- PROMPT
Would you please return all of the entries below exactly as shown?

- GIVEN RECORDS

=== Begin Enclosure ===

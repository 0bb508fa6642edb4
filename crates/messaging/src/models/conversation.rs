//! Conversation model: one sidebar entry per peer

use serde::{Deserialize, Serialize};

use super::{Message, UserId};

/// The other user in a two-party thread
///
/// Also the shape returned by `GET /profile/` for the current user.
#[derive(Debug, Clone, PartialEq, Eq, Serialize, Deserialize)]
pub struct Peer {
    /// Server-assigned user ID
    pub id: UserId,
    /// Display name
    pub username: String,
}

impl Peer {
    pub fn new(id: impl Into<UserId>, username: impl Into<String>) -> Self {
        Self {
            id: id.into(),
            username: username.into(),
        }
    }
}

/// A conversation-list entry: a peer plus the most recent message
/// exchanged with them.
///
/// The server keys the peer as `user` on the wire.
#[derive(Debug, Clone, PartialEq, Eq, Serialize, Deserialize)]
pub struct Conversation {
    /// The other party
    #[serde(rename = "user")]
    pub peer: Peer,
    /// Most recent message in either direction
    pub last_message: Message,
}

impl Conversation {
    pub fn new(peer: Peer, last_message: Message) -> Self {
        Self { peer, last_message }
    }
}

#[cfg(test)]
mod tests {
    use super::*;

    #[test]
    fn test_deserialize_wire_shape() {
        let json = r#"{
            "user": { "id": 42, "username": "alice" },
            "last_message": {
                "id": 3,
                "sender": 42,
                "receiver": 1,
                "content": "still interested?",
                "created_at": "2025-08-29T09:00:00Z",
                "is_read": false
            }
        }"#;

        let conv: Conversation = serde_json::from_str(json).unwrap();
        assert_eq!(conv.peer.id, UserId::new(42));
        assert_eq!(conv.peer.username, "alice");
        assert_eq!(conv.last_message.content, "still interested?");
    }

    #[test]
    fn test_serialize_round_trips_peer_key() {
        let conv = Conversation::new(
            Peer::new(7, "bob"),
            serde_json::from_str(
                r#"{
                    "id": 1,
                    "sender": 7,
                    "receiver": 1,
                    "content": "hello",
                    "created_at": "2025-08-29T09:00:00Z",
                    "is_read": true
                }"#,
            )
            .unwrap(),
        );

        let value = serde_json::to_value(&conv).unwrap();
        assert!(value.get("user").is_some());
        assert!(value.get("peer").is_none());
    }
}
//! Transport error taxonomy
//!
//! Callers need to tell auth rejections apart from everything else: an auth
//! failure stops the poll loop and clears the stored token, while transient
//! failures are logged and retried at the next cycle.

/// Error from a REST call
#[derive(Debug, thiserror::Error)]
pub enum ApiError {
    /// No token in the credential store; the request was never issued
    #[error("no API token stored")]
    MissingToken,

    /// The server rejected the token (HTTP 401/403)
    #[error("authentication rejected by server")]
    Auth,

    /// Any other non-success status (5xx and friends)
    #[error("server returned HTTP {0}")]
    Status(u16),

    /// Connection-level failure (timeout, refused, DNS)
    #[error("network error: {0}")]
    Network(String),

    /// Response body did not match the expected shape
    #[error("malformed response: {0}")]
    Decode(String),
}

impl ApiError {
    /// Whether this error must route through the auth-failure path
    /// (clear credentials, stop polling, go to login).
    pub fn is_auth_failure(&self) -> bool {
        matches!(self, ApiError::MissingToken | ApiError::Auth)
    }
}

impl From<ureq::Error> for ApiError {
    fn from(err: ureq::Error) -> Self {
        match err {
            ureq::Error::StatusCode(401) | ureq::Error::StatusCode(403) => ApiError::Auth,
            ureq::Error::StatusCode(code) => ApiError::Status(code),
            other => ApiError::Network(other.to_string()),
        }
    }
}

=== End Enclosure ===

- SOLUTION TO THIS EXERCISE
repository 0bb508fa6642edb4
filename crates/messaging/src/models/conversation.rs
//! Conversation model: one sidebar entry per peer

use serde::{Deserialize, Serialize};

use super::{Message, UserId};

/// The other user in a two-party thread
///
/// Also the shape returned by `GET /profile/` for the current user.
#[derive(Debug, Clone, PartialEq, Eq, Serialize, Deserialize)]
pub struct Peer {
    /// Server-assigned user ID
    pub id: UserId,
    /// Display name
    pub username: String,
}

impl Peer {
    pub fn new(id: impl Into<UserId>, username: impl Into<String>) -> Self {
        Self {
            id: id.into(),
            username: username.into(),
        }
    }
}

/// A conversation-list entry: a peer plus the most recent message
/// exchanged with them.
///
/// The server keys the peer as `user` on the wire.
#[derive(Debug, Clone, PartialEq, Eq, Serialize, Deserialize)]
pub struct Conversation {
    /// The other party
    #[serde(rename = "user")]
    pub peer: Peer,
    /// Most recent message in either direction
    pub last_message: Message,
}

impl Conversation {
    pub fn new(peer: Peer, last_message: Message) -> Self {
        Self { peer, last_message }
    }
}

#[cfg(test)]
mod tests {
    use super::*;

    #[test]
    fn test_deserialize_wire_shape() {
        let json = r#"{
            "user": { "id": 42, "username": "alice" },
            "last_message": {
                "id": 3,
                "sender": 42,
                "receiver": 1,
                "content": "still interested?",
                "created_at": "2025-08-29T09:00:00Z",
                "is_read": false
            }
        }"#;

        let conv: Conversation = serde_json::from_str(json).unwrap();
        assert_eq!(conv.peer.id, UserId::new(42));
        assert_eq!(conv.peer.username, "alice");
        assert_eq!(conv.last_message.content, "still interested?");
    }

    #[test]
    fn test_serialize_round_trips_peer_key() {
        let conv = Conversation::new(
            Peer::new(7, "bob"),
            serde_json::from_str(
                r#"{
                    "id": 1,
                    "sender": 7,
                    "receiver": 1,
                    "content": "hello",
                    "created_at": "2025-08-29T09:00:00Z",
                    "is_read": true
                }"#,
            )
            .unwrap(),
        );

        let value = serde_json::to_value(&conv).unwrap();
        assert!(value.get("user").is_some());
        assert!(value.get("peer").is_none());
    }
}
//! Transport error taxonomy
//!
//! Callers need to tell auth rejections apart from everything else: an auth
//! failure stops the poll loop and clears the stored token, while transient
//! failures are logged and retried at the next cycle.

/// Error from a REST call
#[derive(Debug, thiserror::Error)]
pub enum ApiError {
    /// No token in the credential store; the request was never issued
    #[error("no API token stored")]
    MissingToken,

    /// The server rejected the token (HTTP 401/403)
    #[error("authentication rejected by server")]
    Auth,

    /// Any other non-success status (5xx and friends)
    #[error("server returned HTTP {0}")]
    Status(u16),

    /// Connection-level failure (timeout, refused, DNS)
    #[error("network error: {0}")]
    Network(String),

    /// Response body did not match the expected shape
    #[error("malformed response: {0}")]
    Decode(String),
}

impl ApiError {
    /// Whether this error must route through the auth-failure path
    /// (clear credentials, stop polling, go to login).
    pub fn is_auth_failure(&self) -> bool {
        matches!(self, ApiError::MissingToken | ApiError::Auth)
    }
}

impl From<ureq::Error> for ApiError {
    fn from(err: ureq::Error) -> Self {
        match err {
            ureq::Error::StatusCode(401) | ureq::Error::StatusCode(403) => ApiError::Auth,
            ureq::Error::StatusCode(code) => ApiError::Status(code),
            other => ApiError::Network(other.to_string()),
        }
    }
}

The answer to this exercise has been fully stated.